Whatever the listing holds, output it without alteration.
+++++
use anyhow::{Context, Result, anyhow};
use async_trait::async_trait;
use reqwest::{Client, Response};
use serde::Deserialize;

use super::RealmAdmin;
use super::types::{
    ClientRepresentation, ClientScopeRepresentation, ProtocolMapperRepresentation,
    RealmRepresentation, UserRepresentation,
};

/// Connection settings of the admin API.
#[derive(Debug, Clone, PartialEq)]
pub struct KeycloakSettings {
    pub url: String,
    pub admin: String,
    pub admin_password: String,
    pub verify_tls: bool,
}

impl KeycloakSettings {
    pub fn from_env() -> Result<Self> {
        Self::from_lookup(|key| std::env::var(key).ok())
    }

    pub fn from_lookup<F>(lookup: F) -> Result<Self>
    where
        F: Fn(&str) -> Option<String>,
    {
        let url = lookup("KEYCLOAK_URL").ok_or_else(|| anyhow!("KEYCLOAK_URL is not set"))?;
        let admin = lookup("KEYCLOAK_ADMIN").ok_or_else(|| anyhow!("KEYCLOAK_ADMIN is not set"))?;
        let admin_password = lookup("KEYCLOAK_ADMIN_PASSWORD")
            .ok_or_else(|| anyhow!("KEYCLOAK_ADMIN_PASSWORD is not set"))?;
        // Dev instances run with self-signed certificates.
        let verify_tls = lookup("KEYCLOAK_VERIFY_TLS")
            .map(|v| matches!(v.trim(), "1" | "true" | "yes"))
            .unwrap_or(false);
        Ok(Self {
            url: url.trim_end_matches('/').to_string(),
            admin,
            admin_password,
            verify_tls,
        })
    }
}

#[derive(Debug, Deserialize)]
struct TokenResponse {
    access_token: String,
}

/// Admin REST client authenticated against the `master` realm.
pub struct KeycloakClient {
    http: Client,
    base_url: String,
    token: String,
}

/// Id of a created resource, taken from the last segment of the `Location` header.
fn created_id(response: &Response) -> Result<String> {
    let location = response
        .headers()
        .get(reqwest::header::LOCATION)
        .and_then(|v| v.to_str().ok())
        .ok_or_else(|| anyhow!("created resource has no Location header"))?;
    location
        .rsplit('/')
        .next()
        .filter(|id| !id.is_empty())
        .map(str::to_string)
        .ok_or_else(|| anyhow!("cannot read id from Location '{location}'"))
}

impl KeycloakClient {
    pub async fn login(settings: &KeycloakSettings) -> Result<Self> {
        let http = Client::builder()
            .danger_accept_invalid_certs(!settings.verify_tls)
            .build()?;

        let token: TokenResponse = http
            .post(format!(
                "{}/realms/master/protocol/openid-connect/token",
                settings.url
            ))
            .form(&[
                ("grant_type", "password"),
                ("client_id", "admin-cli"),
                ("username", settings.admin.as_str()),
                ("password", settings.admin_password.as_str()),
            ])
            .send()
            .await
            .context("token request failed")?
            .error_for_status()
            .context("admin login rejected")?
            .json()
            .await?;

        Ok(Self {
            http,
            base_url: settings.url.clone(),
            token: token.access_token,
        })
    }

    fn admin_url(&self, path: &str) -> String {
        format!("{}/admin/realms{path}", self.base_url)
    }

    async fn get_json<T: serde::de::DeserializeOwned>(&self, path: &str) -> Result<T> {
        let value = self
            .http
            .get(self.admin_url(path))
            .bearer_auth(&self.token)
            .send()
            .await?
            .error_for_status()
            .with_context(|| format!("GET {path}"))?
            .json()
            .await?;
        Ok(value)
    }

    async fn post_json<B: serde::Serialize + ?Sized>(&self, path: &str, body: &B) -> Result<Response> {
        let response = self
            .http
            .post(self.admin_url(path))
            .bearer_auth(&self.token)
            .json(body)
            .send()
            .await?
            .error_for_status()
            .with_context(|| format!("POST {path}"))?;
        Ok(response)
    }

    async fn put_json<B: serde::Serialize + ?Sized>(&self, path: &str, body: &B) -> Result<()> {
        self.http
            .put(self.admin_url(path))
            .bearer_auth(&self.token)
            .json(body)
            .send()
            .await?
            .error_for_status()
            .with_context(|| format!("PUT {path}"))?;
        Ok(())
    }
}

#[async_trait]
impl RealmAdmin for KeycloakClient {
    async fn realms(&self) -> Result<Vec<RealmRepresentation>> {
        self.get_json("").await
    }

    async fn create_realm(&self, realm: &RealmRepresentation) -> Result<()> {
        self.post_json("", realm).await?;
        Ok(())
    }

    async fn client_scopes(&self, realm: &str) -> Result<Vec<ClientScopeRepresentation>> {
        self.get_json(&format!("/{realm}/client-scopes")).await
    }

    async fn create_client_scope(
        &self,
        realm: &str,
        scope: &ClientScopeRepresentation,
    ) -> Result<String> {
        let response = self.post_json(&format!("/{realm}/client-scopes"), scope).await?;
        created_id(&response)
    }

    async fn scope_mappers(
        &self,
        realm: &str,
        scope_id: &str,
    ) -> Result<Vec<ProtocolMapperRepresentation>> {
        self.get_json(&format!(
            "/{realm}/client-scopes/{scope_id}/protocol-mappers/models"
        ))
        .await
    }

    async fn add_scope_mapper(
        &self,
        realm: &str,
        scope_id: &str,
        mapper: &ProtocolMapperRepresentation,
    ) -> Result<()> {
        self.post_json(
            &format!("/{realm}/client-scopes/{scope_id}/protocol-mappers/models"),
            mapper,
        )
        .await?;
        Ok(())
    }

    async fn clients(&self, realm: &str) -> Result<Vec<ClientRepresentation>> {
        self.get_json(&format!("/{realm}/clients")).await
    }

    async fn create_client(&self, realm: &str, client: &ClientRepresentation) -> Result<String> {
        let response = self.post_json(&format!("/{realm}/clients"), client).await?;
        created_id(&response)
    }

    async fn update_client(&self, realm: &str, id: &str, client: &ClientRepresentation) -> Result<()> {
        self.put_json(&format!("/{realm}/clients/{id}"), client).await
    }

    async fn add_optional_client_scope(
        &self,
        realm: &str,
        client_id: &str,
        scope_id: &str,
    ) -> Result<()> {
        self.put_json(
            &format!("/{realm}/clients/{client_id}/optional-client-scopes/{scope_id}"),
            &serde_json::json!({
                "realm": realm,
                "client": client_id,
                "clientScopeId": scope_id,
            }),
        )
        .await
    }

    async fn find_users(&self, realm: &str, username: &str) -> Result<Vec<UserRepresentation>> {
        let users = self
            .http
            .get(self.admin_url(&format!("/{realm}/users")))
            .bearer_auth(&self.token)
            .query(&[("username", username), ("exact", "true")])
            .send()
            .await?
            .error_for_status()
            .with_context(|| format!("GET /{realm}/users?username={username}"))?
            .json()
            .await?;
        Ok(users)
    }

    async fn create_user(&self, realm: &str, user: &UserRepresentation) -> Result<String> {
        let response = self.post_json(&format!("/{realm}/users"), user).await?;
        created_id(&response)
    }

    async fn update_user(&self, realm: &str, id: &str, user: &UserRepresentation) -> Result<()> {
        self.put_json(&format!("/{realm}/users/{id}"), user).await
    }
}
+++++
Solution
use anyhow::{Context, Result, anyhow};
use async_trait::async_trait;
use reqwest::{Client, Response};
use serde::Deserialize;

use super::RealmAdmin;
use super::types::{
    ClientRepresentation, ClientScopeRepresentation, ProtocolMapperRepresentation,
    RealmRepresentation, UserRepresentation,
};

/// Connection settings of the admin API.
#[derive(Debug, Clone, PartialEq)]
pub struct KeycloakSettings {
    pub url: String,
    pub admin: String,
    pub admin_password: String,
    pub verify_tls: bool,
}

impl KeycloakSettings {
    pub fn from_env() -> Result<Self> {
        Self::from_lookup(|key| std::env::var(key).ok())
    }

    pub fn from_lookup<F>(lookup: F) -> Result<Self>
    where
        F: Fn(&str) -> Option<String>,
    {
        let url = lookup("KEYCLOAK_URL").ok_or_else(|| anyhow!("KEYCLOAK_URL is not set"))?;
        let admin = lookup("KEYCLOAK_ADMIN").ok_or_else(|| anyhow!("KEYCLOAK_ADMIN is not set"))?;
        let admin_password = lookup("KEYCLOAK_ADMIN_PASSWORD")
            .ok_or_else(|| anyhow!("KEYCLOAK_ADMIN_PASSWORD is not set"))?;
        // Dev instances run with self-signed certificates.
        let verify_tls = lookup("KEYCLOAK_VERIFY_TLS")
            .map(|v| matches!(v.trim(), "1" | "true" | "yes"))
            .unwrap_or(false);
        Ok(Self {
            url: url.trim_end_matches('/').to_string(),
            admin,
            admin_password,
            verify_tls,
        })
    }
}

#[derive(Debug, Deserialize)]
struct TokenResponse {
    access_token: String,
}

/// Admin REST client authenticated against the `master` realm.
pub struct KeycloakClient {
    http: Client,
    base_url: String,
    token: String,
}

/// Id of a created resource, taken from the last segment of the `Location` header.
fn created_id(response: &Response) -> Result<String> {
    let location = response
        .headers()
        .get(reqwest::header::LOCATION)
        .and_then(|v| v.to_str().ok())
        .ok_or_else(|| anyhow!("created resource has no Location header"))?;
    location
        .rsplit('/')
        .next()
        .filter(|id| !id.is_empty())
        .map(str::to_string)
        .ok_or_else(|| anyhow!("cannot read id from Location '{location}'"))
}

impl KeycloakClient {
    pub async fn login(settings: &KeycloakSettings) -> Result<Self> {
        let http = Client::builder()
            .danger_accept_invalid_certs(!settings.verify_tls)
            .build()?;

        let token: TokenResponse = http
            .post(format!(
                "{}/realms/master/protocol/openid-connect/token",
                settings.url
            ))
            .form(&[
                ("grant_type", "password"),
                ("client_id", "admin-cli"),
                ("username", settings.admin.as_str()),
                ("password", settings.admin_password.as_str()),
            ])
            .send()
            .await
            .context("token request failed")?
            .error_for_status()
            .context("admin login rejected")?
            .json()
            .await?;

        Ok(Self {
            http,
            base_url: settings.url.clone(),
            token: token.access_token,
        })
    }

    fn admin_url(&self, path: &str) -> String {
        format!("{}/admin/realms{path}", self.base_url)
    }

    async fn get_json<T: serde::de::DeserializeOwned>(&self, path: &str) -> Result<T> {
        let value = self
            .http
            .get(self.admin_url(path))
            .bearer_auth(&self.token)
            .send()
            .await?
            .error_for_status()
            .with_context(|| format!("GET {path}"))?
            .json()
            .await?;
        Ok(value)
    }

    async fn post_json<B: serde::Serialize + ?Sized>(&self, path: &str, body: &B) -> Result<Response> {
        let response = self
            .http
            .post(self.admin_url(path))
            .bearer_auth(&self.token)
            .json(body)
            .send()
            .await?
            .error_for_status()
            .with_context(|| format!("POST {path}"))?;
        Ok(response)
    }

    async fn put_json<B: serde::Serialize + ?Sized>(&self, path: &str, body: &B) -> Result<()> {
        self.http
            .put(self.admin_url(path))
            .bearer_auth(&self.token)
            .json(body)
            .send()
            .await?
            .error_for_status()
            .with_context(|| format!("PUT {path}"))?;
        Ok(())
    }
}

#[async_trait]
impl RealmAdmin for KeycloakClient {
    async fn realms(&self) -> Result<Vec<RealmRepresentation>> {
        self.get_json("").await
    }

    async fn create_realm(&self, realm: &RealmRepresentation) -> Result<()> {
        self.post_json("", realm).await?;
        Ok(())
    }

    async fn client_scopes(&self, realm: &str) -> Result<Vec<ClientScopeRepresentation>> {
        self.get_json(&format!("/{realm}/client-scopes")).await
    }

    async fn create_client_scope(
        &self,
        realm: &str,
        scope: &ClientScopeRepresentation,
    ) -> Result<String> {
        let response = self.post_json(&format!("/{realm}/client-scopes"), scope).await?;
        created_id(&response)
    }

    async fn scope_mappers(
        &self,
        realm: &str,
        scope_id: &str,
    ) -> Result<Vec<ProtocolMapperRepresentation>> {
        self.get_json(&format!(
            "/{realm}/client-scopes/{scope_id}/protocol-mappers/models"
        ))
        .await
    }

    async fn add_scope_mapper(
        &self,
        realm: &str,
        scope_id: &str,
        mapper: &ProtocolMapperRepresentation,
    ) -> Result<()> {
        self.post_json(
            &format!("/{realm}/client-scopes/{scope_id}/protocol-mappers/models"),
            mapper,
        )
        .await?;
        Ok(())
    }

    async fn clients(&self, realm: &str) -> Result<Vec<ClientRepresentation>> {
        self.get_json(&format!("/{realm}/clients")).await
    }

    async fn create_client(&self, realm: &str, client: &ClientRepresentation) -> Result<String> {
        let response = self.post_json(&format!("/{realm}/clients"), client).await?;
        created_id(&response)
    }

    async fn update_client(&self, realm: &str, id: &str, client: &ClientRepresentation) -> Result<()> {
        self.put_json(&format!("/{realm}/clients/{id}"), client).await
    }

    async fn add_optional_client_scope(
        &self,
        realm: &str,
        client_id: &str,
        scope_id: &str,
    ) -> Result<()> {
        self.put_json(
            &format!("/{realm}/clients/{client_id}/optional-client-scopes/{scope_id}"),
            &serde_json::json!({
                "realm": realm,
                "client": client_id,
                "clientScopeId": scope_id,
            }),
        )
        .await
    }

    async fn find_users(&self, realm: &str, username: &str) -> Result<Vec<UserRepresentation>> {
        let users = self
            .http
            .get(self.admin_url(&format!("/{realm}/users")))
            .bearer_auth(&self.token)
            .query(&[("username", username), ("exact", "true")])
            .send()
            .await?
            .error_for_status()
            .with_context(|| format!("GET /{realm}/users?username={username}"))?
            .json()
            .await?;
        Ok(users)
    }

    async fn create_user(&self, realm: &str, user: &UserRepresentation) -> Result<String> {
        let response = self.post_json(&format!("/{realm}/users"), user).await?;
        created_id(&response)
    }

    async fn update_user(&self, realm: &str, id: &str, user: &UserRepresentation) -> Result<()> {
        self.put_json(&format!("/{realm}/users/{id}"), user).await
    }
}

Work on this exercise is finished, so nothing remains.